● **TRY IT**:
Go through the listing below and work out how many lines hold "InboundMessage"; reply with the figure alone.

● **DATA FOR REVIEW**:

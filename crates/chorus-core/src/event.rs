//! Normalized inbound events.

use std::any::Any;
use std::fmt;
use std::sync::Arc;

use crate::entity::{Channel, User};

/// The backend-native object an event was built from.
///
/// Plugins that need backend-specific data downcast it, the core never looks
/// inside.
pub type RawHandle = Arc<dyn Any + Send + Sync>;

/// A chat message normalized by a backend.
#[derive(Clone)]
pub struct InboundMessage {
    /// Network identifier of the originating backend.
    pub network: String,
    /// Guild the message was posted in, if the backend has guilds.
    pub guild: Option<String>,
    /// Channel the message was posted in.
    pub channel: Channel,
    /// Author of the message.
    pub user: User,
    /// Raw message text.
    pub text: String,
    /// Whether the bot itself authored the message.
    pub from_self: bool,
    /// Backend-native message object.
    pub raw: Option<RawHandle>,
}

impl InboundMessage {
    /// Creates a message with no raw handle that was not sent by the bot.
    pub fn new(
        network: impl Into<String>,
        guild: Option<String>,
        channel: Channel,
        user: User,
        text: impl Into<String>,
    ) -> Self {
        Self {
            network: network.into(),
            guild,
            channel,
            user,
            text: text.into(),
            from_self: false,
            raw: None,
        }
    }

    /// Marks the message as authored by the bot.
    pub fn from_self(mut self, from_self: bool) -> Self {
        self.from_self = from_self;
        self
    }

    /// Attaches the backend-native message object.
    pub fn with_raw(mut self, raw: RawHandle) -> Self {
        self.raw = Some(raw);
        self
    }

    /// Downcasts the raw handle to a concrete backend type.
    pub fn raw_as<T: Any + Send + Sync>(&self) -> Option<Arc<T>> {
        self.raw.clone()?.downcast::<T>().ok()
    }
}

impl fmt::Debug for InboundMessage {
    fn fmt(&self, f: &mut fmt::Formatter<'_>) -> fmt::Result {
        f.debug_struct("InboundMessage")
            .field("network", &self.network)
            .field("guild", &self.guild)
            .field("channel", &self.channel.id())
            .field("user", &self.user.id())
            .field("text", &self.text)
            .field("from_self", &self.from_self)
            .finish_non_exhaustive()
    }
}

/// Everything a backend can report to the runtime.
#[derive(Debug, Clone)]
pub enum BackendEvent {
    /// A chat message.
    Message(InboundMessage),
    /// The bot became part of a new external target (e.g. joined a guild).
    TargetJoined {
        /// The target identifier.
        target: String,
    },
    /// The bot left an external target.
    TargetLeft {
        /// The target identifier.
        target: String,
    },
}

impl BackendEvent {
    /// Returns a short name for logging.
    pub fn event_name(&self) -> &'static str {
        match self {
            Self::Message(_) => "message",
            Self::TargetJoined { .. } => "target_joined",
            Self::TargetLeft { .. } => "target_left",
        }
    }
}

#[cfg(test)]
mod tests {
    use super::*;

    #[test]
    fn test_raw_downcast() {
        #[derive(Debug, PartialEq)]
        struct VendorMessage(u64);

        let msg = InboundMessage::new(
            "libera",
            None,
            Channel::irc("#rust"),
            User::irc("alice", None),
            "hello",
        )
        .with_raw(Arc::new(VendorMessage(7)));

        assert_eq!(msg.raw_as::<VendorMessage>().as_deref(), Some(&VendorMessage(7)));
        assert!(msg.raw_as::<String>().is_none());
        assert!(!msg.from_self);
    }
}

● **EXERCISE RESULT**:
6